SYMP 2-4 - Segregation and unexpected environmental outcomes

Monday, August 12, 2019: 3:10 PM
Ballroom D, Kentucky International Convention Center
Chris Boone, Arizona State University, Tempe, AZ
Background/Question/Methods

Environmental justice provides a framework for understanding uneven environmental consequences for social groups, with a particular focus on disadvantaged populations. Distributive environmental justice analyzes the distribution of environmental goods and services, often using spatial techniques, to see if such distributions are uneven and unfair. Procedural environmental justice examines the processes of decision-making as both an explanation of outcomes and as a test of fairness itself. Highly segregated cities are likely candidates for environmental injustice because of they are inherently heterogeneous and likely to have uneven outcomes for residents. This paper examines environmental justice outcomes and processes in the very segregated city of Baltimore, Maryland.

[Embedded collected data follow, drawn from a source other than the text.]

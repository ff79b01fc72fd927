//! CLI exit codes for scripting and automation.
//!
//! Responsibilities:
//! - Define the process exit contract: 0 on success, 1 on any failure.
//!
//! Invariants:
//! - Every failure mode (network error, timeout, non-2xx response,
//!   configuration error) exits 1; the typed error distinguishes them in
//!   the diagnostic output, not the exit status.

/// Exit codes for kibana-cli.
#[derive(Debug, Clone, Copy, PartialEq, Eq)]
#[repr(u8)]
pub enum ExitCode {
    /// Success - the dashboard was created (or the dry run completed).
    Success = 0,

    /// Publish failed - any network, HTTP, or configuration failure.
    PublishFailed = 1,
}

impl ExitCode {
    /// Convert the exit code to an i32 for use with std::process::exit().
    pub const fn as_i32(self) -> i32 {
        self as u8 as i32
    }
}
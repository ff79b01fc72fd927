//! Configuration management for the Kibana dashboard publisher.
//!
//! This crate provides types and a loader for resolving the Kibana
//! connection configuration (endpoint, API key, timeout) from environment
//! variables, a JSON config file, and explicit overrides.

pub mod constants;
mod error;
mod loader;
pub mod types;

pub use error::ConfigError;
pub use loader::{ConfigLoader, env_var_or_none};
pub use types::{AuthConfig, Config, ConnectionConfig};
//! Shared test utilities for kibana-cli integration tests.
//!
//! Invariants / Assumptions:
//! - All integration tests using this helper are hermetic by default:
//!   `.env` loading is disabled and host connection env vars are cleared.

use assert_cmd::Command;

/// Returns a hermetic `kibana-cli` command for integration testing.
pub fn kibana_cmd() -> Command {
    let mut cmd = assert_cmd::cargo::cargo_bin_cmd!("kibana-cli");

    // Hermeticity: prevent loading local .env
    cmd.env("DOTENV_DISABLED", "1");

    // Clear potential host leakage
    cmd.env_remove("KIBANA_ENDPOINT")
        .env_remove("KIBANA_API_KEY")
        .env_remove("KIBANA_TIMEOUT")
        .env_remove("KIBANA_SKIP_VERIFY")
        .env_remove("KIBANA_CONFIG_PATH");

    cmd
}

/// Returns a hermetic `kibana-cli` command pointed at the given endpoint
/// with a dummy API key.
#[allow(dead_code)]
pub fn kibana_cmd_with_endpoint(endpoint: &str) -> Command {
    let mut cmd = kibana_cmd();
    cmd.env("KIBANA_ENDPOINT", endpoint);
    cmd.env("KIBANA_API_KEY", "test-key");
    cmd
}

It asks two questions: 1. Are the distributions of environmental goods (parks and green space) and environmental bads (toxic polluting facilities) uneven and inequitable? Are the processes that created current and past conditions fair and just?

Results/Conclusions

Spatial analyses of the distribution of environmental goods and bads in Baltimore produce unexpected results. Toxic polluting facilities are more likely to occur in white rather than black neighborhoods. Park access is higher in African-American neighborhood than white neighborhoods, although white neighborhoods tend to have access to more park acreage per person. Both unexpected results are the product of a long history of segregation in Baltimore that was inherently unjust. This paper highlights the need to move beyond single time slices in environmental justice analyses and to use historical methods to uncover the dynamics of environmental injustice.